- **WHAT TO PRODUCE**
Make an exact copy of every entry.

- **PROVIDED RECORDS**
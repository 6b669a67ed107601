use crate::models::FilterState;
use crate::registry::MarkerHandle;

/// Keeps the handles matching every non-empty field of `state`, in catalog
/// order. Always evaluated against the full registry.
pub fn filter<'a>(handles: &'a [MarkerHandle], state: &FilterState) -> Vec<&'a MarkerHandle> {
    let needle = state.search_text.to_lowercase();
    handles
        .iter()
        .filter(|h| state.search_text.is_empty() || matches_text(h, &needle))
        .filter(|h| state.country.is_empty() || h.location().country == state.country)
        .filter(|h| state.category.is_empty() || h.location().category.as_str() == state.category)
        .collect()
}

/// The text predicate alone. An empty result for non-empty text is what
/// sends the query to the geocoder.
pub fn text_matches<'a>(handles: &'a [MarkerHandle], text: &str) -> Vec<&'a MarkerHandle> {
    let needle = text.to_lowercase();
    handles.iter().filter(|h| matches_text(h, &needle)).collect()
}

fn matches_text(handle: &MarkerHandle, needle: &str) -> bool {
    let location = handle.location();
    location.name.to_lowercase().contains(needle)
        || location.country.to_lowercase().contains(needle)
        || location.category.as_str().to_lowercase().contains(needle)
}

- **TASK RESPONSE**
repository 6b669a67ed107601
use crate::models::FilterState;
use crate::registry::MarkerHandle;

/// Keeps the handles matching every non-empty field of `state`, in catalog
/// order. Always evaluated against the full registry.
pub fn filter<'a>(handles: &'a [MarkerHandle], state: &FilterState) -> Vec<&'a MarkerHandle> {
    let needle = state.search_text.to_lowercase();
    handles
        .iter()
        .filter(|h| state.search_text.is_empty() || matches_text(h, &needle))
        .filter(|h| state.country.is_empty() || h.location().country == state.country)
        .filter(|h| state.category.is_empty() || h.location().category.as_str() == state.category)
        .collect()
}

/// The text predicate alone. An empty result for non-empty text is what
/// sends the query to the geocoder.
pub fn text_matches<'a>(handles: &'a [MarkerHandle], text: &str) -> Vec<&'a MarkerHandle> {
    let needle = text.to_lowercase();
    handles.iter().filter(|h| matches_text(h, &needle)).collect()
}

fn matches_text(handle: &MarkerHandle, needle: &str) -> bool {
    let location = handle.location();
    location.name.to_lowercase().contains(needle)
        || location.country.to_lowercase().contains(needle)
        || location.category.as_str().to_lowercase().contains(needle)
}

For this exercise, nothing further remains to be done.